### What is being asked
Please keep to the lines below from the one with "base.issues.extend(top.issues);" through the one with "let exact = Path::new(name);", and restate them word for word, ends included.
⁂
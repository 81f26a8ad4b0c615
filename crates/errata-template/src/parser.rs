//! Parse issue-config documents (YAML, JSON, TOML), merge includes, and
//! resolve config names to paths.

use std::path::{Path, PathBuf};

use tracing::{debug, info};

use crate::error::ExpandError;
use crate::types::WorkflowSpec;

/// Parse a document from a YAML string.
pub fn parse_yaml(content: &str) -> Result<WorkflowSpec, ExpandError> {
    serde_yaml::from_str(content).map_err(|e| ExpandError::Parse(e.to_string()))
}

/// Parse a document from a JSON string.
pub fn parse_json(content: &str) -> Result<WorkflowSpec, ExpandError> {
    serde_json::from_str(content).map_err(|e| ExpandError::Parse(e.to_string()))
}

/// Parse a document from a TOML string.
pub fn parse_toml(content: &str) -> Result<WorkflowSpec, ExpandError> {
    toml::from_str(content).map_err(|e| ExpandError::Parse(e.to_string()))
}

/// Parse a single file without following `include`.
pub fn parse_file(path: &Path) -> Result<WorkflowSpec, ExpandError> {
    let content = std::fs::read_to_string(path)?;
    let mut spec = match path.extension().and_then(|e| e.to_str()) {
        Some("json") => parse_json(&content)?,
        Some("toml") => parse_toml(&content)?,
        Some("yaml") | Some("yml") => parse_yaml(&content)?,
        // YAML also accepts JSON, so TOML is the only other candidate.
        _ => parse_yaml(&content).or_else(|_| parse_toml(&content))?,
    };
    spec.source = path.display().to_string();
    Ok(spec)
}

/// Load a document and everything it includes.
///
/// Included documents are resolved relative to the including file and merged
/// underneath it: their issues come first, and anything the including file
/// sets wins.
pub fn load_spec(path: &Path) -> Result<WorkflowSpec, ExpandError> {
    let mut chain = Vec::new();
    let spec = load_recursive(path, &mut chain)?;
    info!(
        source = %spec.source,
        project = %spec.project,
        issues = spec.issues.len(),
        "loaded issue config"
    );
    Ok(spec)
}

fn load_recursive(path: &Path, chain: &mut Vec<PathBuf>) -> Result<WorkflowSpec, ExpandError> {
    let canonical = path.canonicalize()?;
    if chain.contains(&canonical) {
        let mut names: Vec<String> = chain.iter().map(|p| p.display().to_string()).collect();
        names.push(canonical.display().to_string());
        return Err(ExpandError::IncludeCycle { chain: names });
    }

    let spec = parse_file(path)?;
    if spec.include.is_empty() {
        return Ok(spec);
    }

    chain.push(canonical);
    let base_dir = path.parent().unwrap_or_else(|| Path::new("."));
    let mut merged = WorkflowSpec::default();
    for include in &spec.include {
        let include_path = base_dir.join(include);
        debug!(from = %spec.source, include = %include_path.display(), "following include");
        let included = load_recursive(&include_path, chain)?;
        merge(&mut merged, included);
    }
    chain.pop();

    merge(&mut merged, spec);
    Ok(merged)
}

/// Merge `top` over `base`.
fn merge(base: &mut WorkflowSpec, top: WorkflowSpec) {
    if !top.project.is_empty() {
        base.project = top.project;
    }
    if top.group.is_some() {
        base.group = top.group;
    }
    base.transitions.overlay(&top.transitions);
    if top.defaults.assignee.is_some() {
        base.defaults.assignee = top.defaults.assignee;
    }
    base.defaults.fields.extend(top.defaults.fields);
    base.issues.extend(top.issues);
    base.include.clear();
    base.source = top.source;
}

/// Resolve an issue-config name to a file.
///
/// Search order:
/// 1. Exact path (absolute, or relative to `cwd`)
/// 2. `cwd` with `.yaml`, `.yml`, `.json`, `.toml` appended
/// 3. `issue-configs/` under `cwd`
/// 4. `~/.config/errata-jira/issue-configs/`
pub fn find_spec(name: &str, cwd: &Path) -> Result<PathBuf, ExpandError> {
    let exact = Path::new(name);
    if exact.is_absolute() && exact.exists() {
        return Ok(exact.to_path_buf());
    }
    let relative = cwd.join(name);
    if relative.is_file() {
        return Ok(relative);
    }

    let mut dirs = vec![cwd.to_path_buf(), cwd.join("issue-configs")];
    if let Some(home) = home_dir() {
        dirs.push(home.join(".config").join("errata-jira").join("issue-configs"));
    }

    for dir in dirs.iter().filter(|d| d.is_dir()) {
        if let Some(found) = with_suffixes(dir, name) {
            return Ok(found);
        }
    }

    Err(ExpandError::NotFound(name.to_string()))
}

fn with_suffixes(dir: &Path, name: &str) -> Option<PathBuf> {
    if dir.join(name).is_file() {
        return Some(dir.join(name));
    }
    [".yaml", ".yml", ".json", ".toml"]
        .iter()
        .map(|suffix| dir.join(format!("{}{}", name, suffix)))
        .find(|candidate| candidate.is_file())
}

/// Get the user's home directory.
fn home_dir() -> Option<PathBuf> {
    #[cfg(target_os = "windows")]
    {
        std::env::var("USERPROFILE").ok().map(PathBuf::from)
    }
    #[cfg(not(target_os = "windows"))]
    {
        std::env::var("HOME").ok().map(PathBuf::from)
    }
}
⁂
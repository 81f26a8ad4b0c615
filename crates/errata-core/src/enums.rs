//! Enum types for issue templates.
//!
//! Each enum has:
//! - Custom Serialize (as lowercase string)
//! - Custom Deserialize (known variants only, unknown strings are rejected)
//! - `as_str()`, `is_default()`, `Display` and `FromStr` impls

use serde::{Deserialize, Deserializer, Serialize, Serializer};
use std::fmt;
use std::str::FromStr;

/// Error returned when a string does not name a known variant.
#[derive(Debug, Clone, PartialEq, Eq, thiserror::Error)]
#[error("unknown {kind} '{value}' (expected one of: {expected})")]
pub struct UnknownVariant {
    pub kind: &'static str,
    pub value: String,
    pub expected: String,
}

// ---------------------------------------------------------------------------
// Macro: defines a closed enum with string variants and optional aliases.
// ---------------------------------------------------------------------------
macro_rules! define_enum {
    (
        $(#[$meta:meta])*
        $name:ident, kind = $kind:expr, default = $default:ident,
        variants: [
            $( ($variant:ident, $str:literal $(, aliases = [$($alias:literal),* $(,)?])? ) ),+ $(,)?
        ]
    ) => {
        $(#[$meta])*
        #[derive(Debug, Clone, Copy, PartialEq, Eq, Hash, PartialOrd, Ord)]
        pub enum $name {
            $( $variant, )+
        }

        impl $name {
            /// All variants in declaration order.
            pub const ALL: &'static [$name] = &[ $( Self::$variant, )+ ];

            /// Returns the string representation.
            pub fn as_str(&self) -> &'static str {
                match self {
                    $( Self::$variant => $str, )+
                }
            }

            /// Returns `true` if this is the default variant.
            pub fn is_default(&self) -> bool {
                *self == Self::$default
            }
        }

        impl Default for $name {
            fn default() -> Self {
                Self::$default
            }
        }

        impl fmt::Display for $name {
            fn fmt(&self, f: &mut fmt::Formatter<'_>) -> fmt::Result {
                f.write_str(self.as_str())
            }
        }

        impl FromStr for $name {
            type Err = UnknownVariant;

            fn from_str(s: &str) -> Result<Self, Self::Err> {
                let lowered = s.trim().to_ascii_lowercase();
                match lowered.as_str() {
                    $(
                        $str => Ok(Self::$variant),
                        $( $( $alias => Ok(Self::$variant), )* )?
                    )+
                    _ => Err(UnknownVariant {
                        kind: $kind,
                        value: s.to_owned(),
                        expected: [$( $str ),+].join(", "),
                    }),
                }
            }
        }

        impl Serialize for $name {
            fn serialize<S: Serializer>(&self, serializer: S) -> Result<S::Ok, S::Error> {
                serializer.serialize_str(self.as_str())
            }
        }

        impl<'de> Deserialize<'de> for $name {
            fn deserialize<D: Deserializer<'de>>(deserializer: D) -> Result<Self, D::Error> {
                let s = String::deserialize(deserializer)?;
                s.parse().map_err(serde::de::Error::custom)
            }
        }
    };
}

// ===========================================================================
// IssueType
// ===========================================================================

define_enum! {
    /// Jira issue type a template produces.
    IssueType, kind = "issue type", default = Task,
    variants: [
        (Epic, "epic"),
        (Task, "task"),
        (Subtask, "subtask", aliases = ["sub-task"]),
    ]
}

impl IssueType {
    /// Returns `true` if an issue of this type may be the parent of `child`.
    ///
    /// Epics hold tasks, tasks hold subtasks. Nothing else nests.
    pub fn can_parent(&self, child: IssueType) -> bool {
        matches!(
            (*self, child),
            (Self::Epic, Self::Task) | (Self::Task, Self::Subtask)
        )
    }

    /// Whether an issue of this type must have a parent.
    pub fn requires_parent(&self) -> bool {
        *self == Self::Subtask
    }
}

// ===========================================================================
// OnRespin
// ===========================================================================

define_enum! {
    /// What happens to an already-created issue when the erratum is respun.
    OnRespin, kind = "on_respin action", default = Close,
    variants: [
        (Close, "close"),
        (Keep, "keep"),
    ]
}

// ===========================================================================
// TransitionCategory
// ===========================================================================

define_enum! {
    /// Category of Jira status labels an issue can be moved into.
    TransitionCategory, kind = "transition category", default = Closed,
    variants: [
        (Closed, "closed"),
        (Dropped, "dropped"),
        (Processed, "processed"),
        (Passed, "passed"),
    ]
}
⁂
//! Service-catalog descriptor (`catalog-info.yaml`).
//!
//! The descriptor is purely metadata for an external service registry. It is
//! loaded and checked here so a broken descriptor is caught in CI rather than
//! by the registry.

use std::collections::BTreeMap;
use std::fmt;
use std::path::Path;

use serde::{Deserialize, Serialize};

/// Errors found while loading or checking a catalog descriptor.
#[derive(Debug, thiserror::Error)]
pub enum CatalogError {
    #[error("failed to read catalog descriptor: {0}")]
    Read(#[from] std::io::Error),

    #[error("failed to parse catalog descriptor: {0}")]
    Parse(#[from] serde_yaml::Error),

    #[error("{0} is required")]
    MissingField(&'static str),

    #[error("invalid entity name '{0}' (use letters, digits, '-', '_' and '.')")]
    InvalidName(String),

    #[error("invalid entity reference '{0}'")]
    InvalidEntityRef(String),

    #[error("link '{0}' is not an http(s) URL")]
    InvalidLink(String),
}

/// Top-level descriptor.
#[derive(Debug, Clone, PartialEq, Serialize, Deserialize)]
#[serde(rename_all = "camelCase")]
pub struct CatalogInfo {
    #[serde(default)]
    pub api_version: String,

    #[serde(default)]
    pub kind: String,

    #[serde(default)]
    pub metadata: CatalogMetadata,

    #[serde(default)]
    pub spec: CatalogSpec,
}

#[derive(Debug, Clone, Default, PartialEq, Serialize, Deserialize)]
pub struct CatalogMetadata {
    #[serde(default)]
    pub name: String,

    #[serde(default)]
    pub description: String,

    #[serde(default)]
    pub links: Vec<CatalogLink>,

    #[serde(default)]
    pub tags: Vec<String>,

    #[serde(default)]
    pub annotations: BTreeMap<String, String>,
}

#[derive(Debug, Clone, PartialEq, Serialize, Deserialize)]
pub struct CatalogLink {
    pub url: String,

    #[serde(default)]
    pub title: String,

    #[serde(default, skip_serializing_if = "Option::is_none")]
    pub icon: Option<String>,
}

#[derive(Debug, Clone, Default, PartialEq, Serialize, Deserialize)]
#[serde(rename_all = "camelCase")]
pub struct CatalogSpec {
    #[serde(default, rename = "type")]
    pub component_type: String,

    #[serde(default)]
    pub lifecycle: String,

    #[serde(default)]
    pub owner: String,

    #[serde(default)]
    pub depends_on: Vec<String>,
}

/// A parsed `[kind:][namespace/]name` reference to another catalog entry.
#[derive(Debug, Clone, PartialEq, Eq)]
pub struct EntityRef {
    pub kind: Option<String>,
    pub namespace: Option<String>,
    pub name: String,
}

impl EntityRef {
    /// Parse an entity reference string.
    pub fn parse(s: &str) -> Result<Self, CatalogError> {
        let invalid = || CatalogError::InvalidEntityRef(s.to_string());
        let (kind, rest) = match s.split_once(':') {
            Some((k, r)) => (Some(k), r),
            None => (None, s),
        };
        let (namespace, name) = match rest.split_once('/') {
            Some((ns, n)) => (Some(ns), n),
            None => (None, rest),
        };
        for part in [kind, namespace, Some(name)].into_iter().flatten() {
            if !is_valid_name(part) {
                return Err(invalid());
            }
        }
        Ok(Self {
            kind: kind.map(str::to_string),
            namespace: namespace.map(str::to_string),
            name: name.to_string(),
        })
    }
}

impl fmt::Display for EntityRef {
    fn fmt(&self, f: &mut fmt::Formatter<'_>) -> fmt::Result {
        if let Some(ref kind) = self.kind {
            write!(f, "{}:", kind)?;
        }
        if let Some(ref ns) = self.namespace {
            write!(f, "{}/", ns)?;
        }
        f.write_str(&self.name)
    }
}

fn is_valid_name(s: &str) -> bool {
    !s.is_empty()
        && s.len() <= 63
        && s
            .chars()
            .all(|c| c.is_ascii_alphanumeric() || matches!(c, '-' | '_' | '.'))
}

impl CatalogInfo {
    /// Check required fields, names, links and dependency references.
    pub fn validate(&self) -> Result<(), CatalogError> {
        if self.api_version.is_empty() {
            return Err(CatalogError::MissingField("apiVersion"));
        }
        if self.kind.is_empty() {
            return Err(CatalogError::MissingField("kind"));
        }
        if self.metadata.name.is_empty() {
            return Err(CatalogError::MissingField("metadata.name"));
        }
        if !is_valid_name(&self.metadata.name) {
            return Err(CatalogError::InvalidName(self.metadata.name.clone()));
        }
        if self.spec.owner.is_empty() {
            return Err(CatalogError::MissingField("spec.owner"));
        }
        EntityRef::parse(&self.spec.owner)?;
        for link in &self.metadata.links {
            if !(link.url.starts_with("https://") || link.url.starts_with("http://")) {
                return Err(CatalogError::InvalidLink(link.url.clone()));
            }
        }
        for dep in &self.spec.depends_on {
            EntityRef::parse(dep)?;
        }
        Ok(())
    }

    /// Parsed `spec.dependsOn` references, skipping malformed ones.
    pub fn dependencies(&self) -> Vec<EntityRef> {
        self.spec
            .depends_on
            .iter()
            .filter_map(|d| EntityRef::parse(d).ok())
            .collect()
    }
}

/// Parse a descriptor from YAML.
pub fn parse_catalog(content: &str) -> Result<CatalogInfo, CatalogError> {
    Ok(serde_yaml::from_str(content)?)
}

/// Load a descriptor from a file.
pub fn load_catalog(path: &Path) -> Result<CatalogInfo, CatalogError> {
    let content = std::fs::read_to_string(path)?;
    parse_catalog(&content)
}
⁂
### Solution below
    base.issues.extend(top.issues);
    base.include.clear();
    base.source = top.source;
}

/// Resolve an issue-config name to a file.
///
/// Search order:
/// 1. Exact path (absolute, or relative to `cwd`)
/// 2. `cwd` with `.yaml`, `.yml`, `.json`, `.toml` appended
/// 3. `issue-configs/` under `cwd`
/// 4. `~/.config/errata-jira/issue-configs/`
pub fn find_spec(name: &str, cwd: &Path) -> Result<PathBuf, ExpandError> {
    let exact = Path::new(name);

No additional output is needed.